Un ángel providencial llamado Engels lo salvó del hambre como a los profetas arcaicos un cuervo: el hijo de textileros achicaba la caja menor de su padre para mantenerlo. Mientras él les pagaba clases de piano a sus hijas, se permitía un secretario, mandaba a su mujer de vacaciones porque le parecía bien dada su condición, y le timbraba tarjetas de visita donde resaltaba su origen noble. Como cualquier burgués. Negado a enfrentar la vida ni siquiera agradecía bien los envíos del amigo. A juzgar por las cartas que se cruzaron este le aconsejó a veces que se empleara en una editorial, que diera clases, sabiendo que no tenía más remedio que aguantarlo. El parásito genial solo esperaba el acatamiento. Viviente entre nubes de humo, mugre y sillas de conde desvencijadas.

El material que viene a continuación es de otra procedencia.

//! Console chat adapter - Implements ChatPort by writing JSON lines
//!
//! Each outgoing message is rendered with [`SlackMessageRenderer`] and
//! written as one line of JSON, so the output can be piped into tooling or
//! compared against a transcript.

use std::{
    io::{self, Write},
    sync::atomic::{AtomicU64, Ordering},
};

use application::{
    error::ApplicationError,
    ports::{ChatPort, OutgoingChatMessage},
};
use async_trait::async_trait;
use parking_lot::Mutex;
use tracing::{debug, instrument};

use super::SlackMessageRenderer;

/// Chat sink writing one rendered message per line
pub struct ConsoleChatAdapter<W> {
    writer: Mutex<W>,
    renderer: SlackMessageRenderer,
    sequence: AtomicU64,
}

impl<W> std::fmt::Debug for ConsoleChatAdapter<W> {
    fn fmt(&self, f: &mut std::fmt::Formatter<'_>) -> std::fmt::Result {
        f.debug_struct("ConsoleChatAdapter")
            .field("sent", &self.sequence.load(Ordering::Relaxed))
            .finish_non_exhaustive()
    }
}

impl ConsoleChatAdapter<io::Stdout> {
    /// Write to standard output
    #[must_use]
    pub fn stdout() -> Self {
        Self::new(io::stdout())
    }
}

impl<W: Write + Send> ConsoleChatAdapter<W> {
    /// Write to the given sink
    pub fn new(writer: W) -> Self {
        Self {
            writer: Mutex::new(writer),
            renderer: SlackMessageRenderer::new(),
            sequence: AtomicU64::new(0),
        }
    }

    /// Number of messages written so far
    pub fn sent_count(&self) -> u64 {
        self.sequence.load(Ordering::Relaxed)
    }

    /// Consume the adapter and return the sink
    pub fn into_inner(self) -> W {
        self.writer.into_inner()
    }
}

#[async_trait]
impl<W: Write + Send> ChatPort for ConsoleChatAdapter<W> {
    #[instrument(skip(self, message), fields(channel = %message.channel))]
    async fn send(&self, message: OutgoingChatMessage) -> Result<String, ApplicationError> {
        let body = self.renderer.render(&message);
        let line = serde_json::to_string(&body)
            .map_err(|e| ApplicationError::Internal(format!("Failed to encode message: {e}")))?;

        {
            let mut writer = self.writer.lock();
            writeln!(writer, "{line}")
                .and_then(|()| writer.flush())
                .map_err(|e| ApplicationError::Messenger(format!("Failed to write message: {e}")))?;
        }

        let seq = self.sequence.fetch_add(1, Ordering::Relaxed) + 1;
        let message_id = format!("{seq}.000000");
        debug!(message_id = %message_id, "Message written");
        Ok(message_id)
    }
}
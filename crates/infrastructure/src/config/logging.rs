//! Logging configuration

use serde::{Deserialize, Serialize};
use std::fmt;

/// Log output format
#[derive(Debug, Clone, Copy, PartialEq, Eq, Default, Serialize, Deserialize)]
#[serde(rename_all = "lowercase")]
pub enum LogFormat {
    /// Human-readable output
    #[default]
    Pretty,
    /// One JSON object per line
    Json,
}

impl fmt::Display for LogFormat {
    fn fmt(&self, f: &mut fmt::Formatter<'_>) -> fmt::Result {
        match self {
            Self::Pretty => write!(f, "pretty"),
            Self::Json => write!(f, "json"),
        }
    }
}

impl std::str::FromStr for LogFormat {
    type Err = String;

    fn from_str(s: &str) -> Result<Self, Self::Err> {
        match s.to_lowercase().as_str() {
            "pretty" | "text" => Ok(Self::Pretty),
            "json" => Ok(Self::Json),
            _ => Err(format!("Invalid log format: {s}. Use 'pretty' or 'json'")),
        }
    }
}

/// Logging settings
#[derive(Debug, Clone, PartialEq, Eq, Serialize, Deserialize)]
pub struct LoggingConfig {
    /// Log level filter (e.g., "info", "avnbot=debug,application=debug");
    /// `RUST_LOG` takes precedence when set
    #[serde(default = "default_filter")]
    pub filter: String,

    /// Output format
    #[serde(default)]
    pub format: LogFormat,
}

/// Default log filter
pub const DEFAULT_LOG_FILTER: &str = "avnbot=info,application=info,infrastructure=info";

fn default_filter() -> String {
    DEFAULT_LOG_FILTER.to_string()
}

impl Default for LoggingConfig {
    fn default() -> Self {
        Self {
            filter: default_filter(),
            format: LogFormat::default(),
        }
    }
}
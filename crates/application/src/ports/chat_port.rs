//! Chat port - Interface for the chat transport
//!
//! Inbound events are delivered to the dispatcher as [`IncomingChatMessage`];
//! replies leave through [`ChatPort::send`].

#[cfg(test)]
use mockall::automock;

use async_trait::async_trait;
use domain::ReportPayload;
use serde::{Deserialize, Serialize};

use crate::error::ApplicationError;

/// An inbound chat event
#[derive(Debug, Clone, PartialEq, Eq, Serialize, Deserialize)]
pub struct IncomingChatMessage {
    /// Channel the message was posted in
    pub channel: String,
    /// Platform timestamp / message ID
    pub ts: String,
    /// Posting user, absent for some system events
    #[serde(default)]
    pub user: Option<String>,
    /// Message text, absent for attachments-only events
    #[serde(default)]
    pub text: Option<String>,
    /// Event subtype (e.g., "bot_message", "message_changed")
    #[serde(default)]
    pub subtype: Option<String>,
}

impl IncomingChatMessage {
    /// Create a plain user message
    pub fn new(
        channel: impl Into<String>,
        ts: impl Into<String>,
        user: impl Into<String>,
        text: impl Into<String>,
    ) -> Self {
        Self {
            channel: channel.into(),
            ts: ts.into(),
            user: Some(user.into()),
            text: Some(text.into()),
            subtype: None,
        }
    }
}

/// An outbound chat message carrying a report payload
#[derive(Debug, Clone, PartialEq, Eq, Serialize, Deserialize)]
pub struct OutgoingChatMessage {
    /// Target channel
    pub channel: String,
    /// Thread to reply in; `None` posts at channel top level
    #[serde(skip_serializing_if = "Option::is_none")]
    pub thread_ts: Option<String>,
    /// Report to deliver
    pub payload: ReportPayload,
}

impl OutgoingChatMessage {
    /// Create a top-level message in a channel
    pub fn new(channel: impl Into<String>, payload: ReportPayload) -> Self {
        Self {
            channel: channel.into(),
            thread_ts: None,
            payload,
        }
    }

    /// Create a threaded reply to an incoming message
    #[must_use]
    pub fn reply_in_thread(incoming: &IncomingChatMessage, payload: ReportPayload) -> Self {
        Self {
            channel: incoming.channel.clone(),
            thread_ts: Some(incoming.ts.clone()),
            payload,
        }
    }
}

/// Port for sending chat messages
#[cfg_attr(test, automock)]
#[async_trait]
pub trait ChatPort: Send + Sync {
    /// Send a message
    ///
    /// Returns the platform's ID for the posted message.
    async fn send(&self, message: OutgoingChatMessage) -> Result<String, ApplicationError>;
}
//! Tracing subscriber initialization

use tracing::info;
use tracing_subscriber::{EnvFilter, fmt, layer::SubscriberExt, util::SubscriberInitExt};

use crate::config::{LogFormat, LoggingConfig};

/// Error type for logging initialization
#[derive(Debug, thiserror::Error)]
pub enum TelemetryError {
    /// The log filter could not be parsed
    #[error("Invalid log filter '{filter}': {reason}")]
    Filter {
        /// Offending filter string
        filter: String,
        /// Parser message
        reason: String,
    },

    /// Failed to install the global subscriber (usually: already installed)
    #[error("Failed to initialize tracing: {0}")]
    Init(String),
}

/// Build the filter from `RUST_LOG` (if set and non-empty) or the configured directives
pub fn resolve_filter(env_value: Option<&str>, configured: &str) -> Result<EnvFilter, TelemetryError> {
    let directives = env_value
        .map(str::trim)
        .filter(|v| !v.is_empty())
        .unwrap_or(configured);

    EnvFilter::try_new(directives).map_err(|e| TelemetryError::Filter {
        filter: directives.to_string(),
        reason: e.to_string(),
    })
}

/// Install the global tracing subscriber
///
/// Logs go to stderr so stdout stays free for command output. Returns an
/// error instead of panicking when a subscriber is already set.
pub fn init_logging(config: &LoggingConfig) -> Result<(), TelemetryError> {
    let rust_log = std::env::var(EnvFilter::DEFAULT_ENV).ok();
    let env_filter = resolve_filter(rust_log.as_deref(), &config.filter)?;

    let registry = tracing_subscriber::registry().with(env_filter);

    match config.format {
        LogFormat::Pretty => registry
            .with(fmt::layer().with_target(true).with_writer(std::io::stderr))
            .try_init(),
        LogFormat::Json => registry
            .with(
                fmt::layer()
                    .json()
                    .with_current_span(true)
                    .with_writer(std::io::stderr),
            )
            .try_init(),
    }
    .map_err(|e| TelemetryError::Init(e.to_string()))?;

    info!(format = %config.format, filter = %config.filter, "Logging initialized");
    Ok(())
}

Su idea fija llenó la historia humana de infamias y de fracasos rampantes y nos concedió el dudoso don de algunos de los personajes más impresentables de la crónica del mundo, desde Lenin, Stalin, y Pol Pot hasta los lumpenguerrilleros que proliferaron en el siglo XX en todas partes enlodando su nombre. Pandillas de gánsteres sentimentales que creyeron hallar la clave del futuro en sus investigaciones monetarias. Pero no fue un mal tipo. Tampoco un filósofo. Y al final se extravió en la acción que es la forma segura de arruinar un ideal. Le dolería verse aún hoy al servicio de la mediocridad política, del desorden gratuito. Pero así les pasó a todos los profetas. Cristo justificó al papa Borgia y al padre Maciel.
Lo sacaban de quicio los marxistas. Yo no soy marxista, protestó. Mientras consideraba ir a vivir a los Estados Unidos de las siderúrgicas, los ferrocarriles, la electricidad, los buenos periódicos. Porque defendió la libertad de prensa y el progreso industrial que liberaría a los hombres del trabajo obligatorio y haría posible la globalización del mundo que deseaba. Se llamó Carlos Marx.